Son air plus sérieux que d’habitude me freine dans le délire. Il sait quelque chose et le cache. Je déteste ça.
Après quelques bières, l’ambiance est festive, peut-être trop pour moi. La musique me tape le cerveau et, les serveuses s’étant volatilisées, je sors pour fumer. Un groupe de filles papotent, l’une d’elles me voit et tapote la cuisse d’une autre. Je tire sur la cigarette électronique et fais un grand sourire.
J’ai peut-être trouvé une distraction pour cette soirée.
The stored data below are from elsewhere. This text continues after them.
//! CSV OHLCV files: a directory-backed bar feed and the per-instrument bar
//! files the dashboard reads.

use crate::domain::error::CotError;
use crate::domain::ohlcv::{Interval, OhlcvBar};
use crate::ports::bar_port::BarFeed;
use chrono::NaiveDate;
use std::fs;
use std::path::{Path, PathBuf};

const BAR_HEADER: [&str; 6] = ["datetime", "open", "high", "low", "close", "volume"];

/// Bar feed over exported files named `<symbol>_<exchange>_<interval>.csv`.
pub struct CsvBarFeed {
    base_path: PathBuf,
}

impl CsvBarFeed {
    pub fn new(base_path: PathBuf) -> Self {
        Self { base_path }
    }

    fn csv_path(&self, symbol: &str, exchange: &str, interval: Interval) -> PathBuf {
        self.base_path
            .join(format!("{}_{}_{}.csv", symbol, exchange, interval))
    }
}

impl BarFeed for CsvBarFeed {
    fn fetch_bars(
        &self,
        symbol: &str,
        exchange: &str,
        interval: Interval,
        n_bars: usize,
    ) -> Result<Vec<OhlcvBar>, CotError> {
        let path = self.csv_path(symbol, exchange, interval);
        let content = fs::read_to_string(&path).map_err(|e| CotError::BarFeed {
            symbol: symbol.to_string(),
            reason: format!("failed to read {}: {}", path.display(), e),
        })?;

        let mut bars = parse_bars(&content).map_err(|reason| CotError::BarFeed {
            symbol: symbol.to_string(),
            reason,
        })?;
        bars.sort_by_key(|b| b.date);
        let skip = bars.len().saturating_sub(n_bars);
        Ok(bars.split_off(skip))
    }
}

/// Parse bars from CSV text with a `datetime,open,high,low,close,volume`
/// prefix. Extra trailing columns (e.g. `symbol`) are ignored. The date may
/// carry a time part, which is dropped.
pub fn parse_bars(content: &str) -> Result<Vec<OhlcvBar>, String> {
    let mut rdr = csv::ReaderBuilder::new()
        .flexible(true)
        .from_reader(content.as_bytes());
    let mut bars = Vec::new();

    for result in rdr.records() {
        let record = result.map_err(|e| format!("CSV parse error: {}", e))?;

        let date_str = record.get(0).ok_or("missing datetime column")?;
        let date_part = date_str.split([' ', 'T']).next().unwrap_or(date_str);
        let date = NaiveDate::parse_from_str(date_part, "%Y-%m-%d")
            .map_err(|e| format!("invalid date format {:?}: {}", date_str, e))?;

        let mut fields = [0.0f64; 5];
        for (i, field) in fields.iter_mut().enumerate() {
            let name = BAR_HEADER[i + 1];
            *field = record
                .get(i + 1)
                .ok_or_else(|| format!("missing {} column", name))?
                .trim()
                .parse()
                .map_err(|e| format!("invalid {} value: {}", name, e))?;
        }
        let [open, high, low, close, volume] = fields;

        bars.push(OhlcvBar {
            date,
            open,
            high,
            low,
            close,
            volume,
        });
    }

    Ok(bars)
}

/// Path of the stored bar file for an instrument key, e.g. `data/ZS_1D.csv`.
pub fn bar_file_path(dir: &Path, key: &str, interval: Interval) -> PathBuf {
    dir.join(format!("{}_{}.csv", key, interval))
}

/// Overwrite `path` with `bars`, via a temporary file and rename.
pub fn write_bars(path: &Path, bars: &[OhlcvBar]) -> Result<(), CotError> {
    let err = |reason: String| CotError::persistence(path.display(), reason);

    if let Some(parent) = path.parent().filter(|p| !p.as_os_str().is_empty()) {
        fs::create_dir_all(parent).map_err(|e| err(e.to_string()))?;
    }

    let mut wtr = csv::Writer::from_writer(Vec::new());
    wtr.write_record(BAR_HEADER).map_err(|e| err(e.to_string()))?;
    for bar in bars {
        wtr.write_record([
            bar.date.format("%Y-%m-%d").to_string(),
            bar.open.to_string(),
            bar.high.to_string(),
            bar.low.to_string(),
            bar.close.to_string(),
            bar.volume.to_string(),
        ])
        .map_err(|e| err(e.to_string()))?;
    }
    let bytes = wtr.into_inner().map_err(|e| err(e.to_string()))?;

    let mut tmp = path.as_os_str().to_os_string();
    tmp.push(".tmp");
    let tmp = PathBuf::from(tmp);
    fs::write(&tmp, bytes).map_err(|e| err(e.to_string()))?;
    fs::rename(&tmp, path).map_err(|e| err(e.to_string()))
}

/// Read a stored bar file.
pub fn read_bars(path: &Path) -> Result<Vec<OhlcvBar>, CotError> {
    let content = fs::read_to_string(path)
        .map_err(|e| CotError::persistence(path.display(), format!("failed to read: {}", e)))?;
    parse_bars(&content).map_err(|e| CotError::persistence(path.display(), e))
}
La fille m’aborde, elle s’appelle Maria. Elle me demande ce que je fais comme études, je lui dis que je suis en troisième année de médecine. Elle s’émerveille, me pose pleins de questions. Je crois que je me donne un genre, et réponds de façon à ce qu’elle puisse toujours poser une autre question. Parfois, je lui en pose une, pour pas qu’elle pense que je suis un connard. Elle est assise sur une table, je pose mes mains de part et d’autre de ses jambes. Un rire résonne derrière elle, elle y lance un regard noir. Curieux, je jette un œil à l’endroit qu’elle fixe, et mon sourire de petit con disparaît : le barman et la serveuse-bibliothécaire discutent et rient ensemble. Maria pose sa main sur mon bras, provoquant un léger sursaut. Avec son sourire charmeur et son décolleté, elle pourrait avoir ma concentration, mais je ne peux m’empêcher de jeter des regards en coin. Ils partagent un verre, elle lui prête sa cigarette électronique. Il est beaucoup trop vieux pour elle. Et si c’était pour ça qu’ils s’étaient séparés, son ex et elle ?
Les serveurs rentrent, se glissent derrière le bar, toujours en rigolant. Elle se met à essuyer des verres.
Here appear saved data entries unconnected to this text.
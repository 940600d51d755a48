//! SQLite table store.
//!
//! The wide table is kept in three narrow tables: column names by position,
//! rows by insertion order, and the non-missing cells. A save replaces all
//! three inside one transaction.

use crate::domain::error::CotError;
use crate::domain::table::{CotTable, TableRow};
use crate::ports::config_port::ConfigPort;
use crate::ports::store_port::{lock_path_for, StoreLock, TableStore};
use chrono::NaiveDate;
use r2d2::{Pool, PooledConnection};
use r2d2_sqlite::SqliteConnectionManager;
use rusqlite::params;
use std::collections::HashMap;
use std::path::PathBuf;

pub struct SqliteStoreAdapter {
    pool: Pool<SqliteConnectionManager>,
    location: String,
    lock_path: Option<PathBuf>,
}

fn db_err(e: rusqlite::Error) -> CotError {
    CotError::Database {
        reason: e.to_string(),
    }
}

impl SqliteStoreAdapter {
    pub fn from_config(config: &dyn ConfigPort) -> Result<Self, CotError> {
        let db_path = config
            .get_string("store", "path")
            .ok_or_else(|| CotError::ConfigMissing {
                section: "store".into(),
                key: "path".into(),
            })?;
        Self::open(PathBuf::from(db_path))
    }

    pub fn open(db_path: PathBuf) -> Result<Self, CotError> {
        if let Some(parent) = db_path.parent().filter(|p| !p.as_os_str().is_empty()) {
            std::fs::create_dir_all(parent)
                .map_err(|e| CotError::persistence(db_path.display(), e))?;
        }
        let manager = SqliteConnectionManager::file(&db_path);
        let pool = Pool::builder()
            .max_size(1)
            .build(manager)
            .map_err(|e: r2d2::Error| CotError::Database {
                reason: e.to_string(),
            })?;

        let adapter = Self {
            pool,
            location: db_path.display().to_string(),
            lock_path: Some(lock_path_for(&db_path)),
        };
        adapter.initialize_schema()?;
        Ok(adapter)
    }

    pub fn in_memory() -> Result<Self, CotError> {
        let manager = SqliteConnectionManager::memory();
        let pool = Pool::builder()
            .max_size(1)
            .build(manager)
            .map_err(|e: r2d2::Error| CotError::Database {
                reason: e.to_string(),
            })?;

        let adapter = Self {
            pool,
            location: ":memory:".to_string(),
            lock_path: None,
        };
        adapter.initialize_schema()?;
        Ok(adapter)
    }

    fn conn(&self) -> Result<PooledConnection<SqliteConnectionManager>, CotError> {
        self.pool.get().map_err(|e: r2d2::Error| CotError::Database {
            reason: e.to_string(),
        })
    }

    pub fn initialize_schema(&self) -> Result<(), CotError> {
        let conn = self.conn()?;
        conn.execute_batch(
            "CREATE TABLE IF NOT EXISTS cot_columns (
                position INTEGER PRIMARY KEY,
                name TEXT NOT NULL UNIQUE
            );
            CREATE TABLE IF NOT EXISTS cot_rows (
                row_id INTEGER PRIMARY KEY,
                datetime TEXT NOT NULL
            );
            CREATE TABLE IF NOT EXISTS cot_values (
                row_id INTEGER NOT NULL,
                position INTEGER NOT NULL,
                value REAL NOT NULL,
                PRIMARY KEY (row_id, position)
            );
            CREATE INDEX IF NOT EXISTS idx_cot_rows_datetime ON cot_rows(datetime);",
        )
        .map_err(db_err)?;
        Ok(())
    }
}

impl TableStore for SqliteStoreAdapter {
    fn load(&self) -> Result<Option<CotTable>, CotError> {
        let conn = self.conn()?;

        let mut stmt = conn
            .prepare("SELECT name FROM cot_columns ORDER BY position ASC")
            .map_err(db_err)?;
        let columns = stmt
            .query_map([], |row| row.get::<_, String>(0))
            .map_err(db_err)?
            .collect::<Result<Vec<_>, _>>()
            .map_err(db_err)?;

        let mut stmt = conn
            .prepare("SELECT row_id, datetime FROM cot_rows ORDER BY row_id ASC")
            .map_err(db_err)?;
        let raw_rows = stmt
            .query_map([], |row| Ok((row.get::<_, i64>(0)?, row.get::<_, String>(1)?)))
            .map_err(db_err)?
            .collect::<Result<Vec<_>, _>>()
            .map_err(db_err)?;

        if columns.is_empty() && raw_rows.is_empty() {
            return Ok(None);
        }

        let mut cells: HashMap<(i64, usize), f64> = HashMap::new();
        let mut stmt = conn
            .prepare("SELECT row_id, position, value FROM cot_values")
            .map_err(db_err)?;
        let values = stmt
            .query_map([], |row| {
                Ok((
                    row.get::<_, i64>(0)?,
                    row.get::<_, i64>(1)?,
                    row.get::<_, f64>(2)?,
                ))
            })
            .map_err(db_err)?;
        for value in values {
            let (row_id, position, v) = value.map_err(db_err)?;
            cells.insert((row_id, position as usize), v);
        }

        let mut rows = Vec::with_capacity(raw_rows.len());
        for (row_id, date_str) in raw_rows {
            let date = NaiveDate::parse_from_str(&date_str, "%Y-%m-%d").map_err(|e| {
                CotError::persistence(&self.location, format!("invalid date {:?}: {}", date_str, e))
            })?;
            let values = (0..columns.len())
                .map(|pos| cells.get(&(row_id, pos)).copied())
                .collect();
            rows.push(TableRow { date, values });
        }

        Ok(Some(CotTable { columns, rows }))
    }

    fn save(&self, table: &CotTable) -> Result<(), CotError> {
        let mut conn = self.conn()?;
        let tx = conn.transaction().map_err(db_err)?;

        tx.execute_batch("DELETE FROM cot_values; DELETE FROM cot_rows; DELETE FROM cot_columns;")
            .map_err(db_err)?;

        for (position, name) in table.columns.iter().enumerate() {
            tx.execute(
                "INSERT INTO cot_columns (position, name) VALUES (?1, ?2)",
                params![position as i64, name],
            )
            .map_err(db_err)?;
        }

        for (row_id, row) in table.rows.iter().enumerate() {
            tx.execute(
                "INSERT INTO cot_rows (row_id, datetime) VALUES (?1, ?2)",
                params![row_id as i64, row.date.format("%Y-%m-%d").to_string()],
            )
            .map_err(db_err)?;
            for (position, value) in row.values.iter().enumerate() {
                if let Some(v) = value.filter(|v| !v.is_nan()) {
                    tx.execute(
                        "INSERT INTO cot_values (row_id, position, value) VALUES (?1, ?2, ?3)",
                        params![row_id as i64, position as i64, v],
                    )
                    .map_err(db_err)?;
                }
            }
        }

        tx.commit().map_err(db_err)?;
        Ok(())
    }

    fn lock(&self) -> Result<StoreLock, CotError> {
        match &self.lock_path {
            Some(path) => StoreLock::exclusive(path),
            None => Ok(StoreLock::unguarded()),
        }
    }

    fn describe(&self) -> String {
        self.location.clone()
    }
}

#[cfg(test)]
mod tests {
    use super::*;
    use tempfile::TempDir;

    struct EmptyConfig;

    impl ConfigPort for EmptyConfig {
        fn get_string(&self, _section: &str, _key: &str) -> Option<String> {
            None
        }
        fn get_int(&self, _section: &str, _key: &str, default: i64) -> i64 {
            default
        }
    }

    fn sample() -> CotTable {
        CotTable {
            columns: vec!["ZL_COT_%".into(), "ZS_COT_%".into()],
            rows: vec![
                TableRow {
                    date: NaiveDate::from_ymd_opt(2024, 1, 2).unwrap(),
                    values: vec![Some(4.5), None],
                },
                TableRow {
                    date: NaiveDate::from_ymd_opt(2024, 1, 2).unwrap(),
                    values: vec![Some(4.75), None],
                },
                TableRow {
                    date: NaiveDate::from_ymd_opt(2024, 1, 9).unwrap(),
                    values: vec![None, Some(-17.5)],
                },
            ],
        }
    }

    #[test]
    fn from_config_missing_path() {
        match SqliteStoreAdapter::from_config(&EmptyConfig) {
            Err(CotError::ConfigMissing { section, key }) => {
                assert_eq!(section, "store");
                assert_eq!(key, "path");
            }
            Err(other) => panic!("expected ConfigMissing, got: {other}"),
            Ok(_) => panic!("expected error, got Ok"),
        }
    }

    #[test]
    fn fresh_database_loads_as_none() {
        let store = SqliteStoreAdapter::in_memory().unwrap();
        assert_eq!(store.load().unwrap(), None);
    }

    #[test]
    fn save_then_load_preserves_rows_and_gaps() {
        let store = SqliteStoreAdapter::in_memory().unwrap();
        store.save(&sample()).unwrap();
        assert_eq!(store.load().unwrap(), Some(sample()));
    }

    #[test]
    fn save_replaces_previous_contents() {
        let store = SqliteStoreAdapter::in_memory().unwrap();
        store.save(&sample()).unwrap();

        let smaller = CotTable {
            columns: vec!["ZM_COT_%".into()],
            rows: vec![TableRow {
                date: NaiveDate::from_ymd_opt(2024, 2, 6).unwrap(),
                values: vec![Some(1.0)],
            }],
        };
        store.save(&smaller).unwrap();

        assert_eq!(store.load().unwrap(), Some(smaller));
    }

    #[test]
    fn file_database_persists_across_handles() {
        let dir = TempDir::new().unwrap();
        let path = dir.path().join("cot.db");

        SqliteStoreAdapter::open(path.clone())
            .unwrap()
            .save(&sample())
            .unwrap();
        let reopened = SqliteStoreAdapter::open(path).unwrap();

        assert_eq!(reopened.load().unwrap(), Some(sample()));
        assert!(reopened.lock().unwrap().is_held());
    }
}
« Tu m’écoutes, au moins ?
— Pardon, tu disais ?
— Je commence à avoir froid… »
Je la prends délicatement par les épaules et lui propose de rentrer à l’intérieur. Je sais très bien qu’elle pensait que j’allais enlever ma veste pour la mettre sur elle, mais faut pas déconner, je vais me cailler.
À l’intérieur, on reste debout, près de la table où sont ses affaires. La serveuse-bibliothécaire me regarde. J’ai envie de l’emmerder. C’est peut-être à cause de l’alcool, ou peut-être parce que je m’ennuie dans ma vie. Je fais un léger pas vers Maria, et me penche vers elle en lui attrapant les hanches. On bouge lentement, elle colle sa tête sur mon torse et, en dansant, je ne lâche pas la serveuse du regard. Je laisse mes mains se balader sur ses hanches, se logeant au creux de celles-ci, pendant que les siennes font le tour de mon dos. Même avec une fille dans les bras, je ne ressens rien de spécial.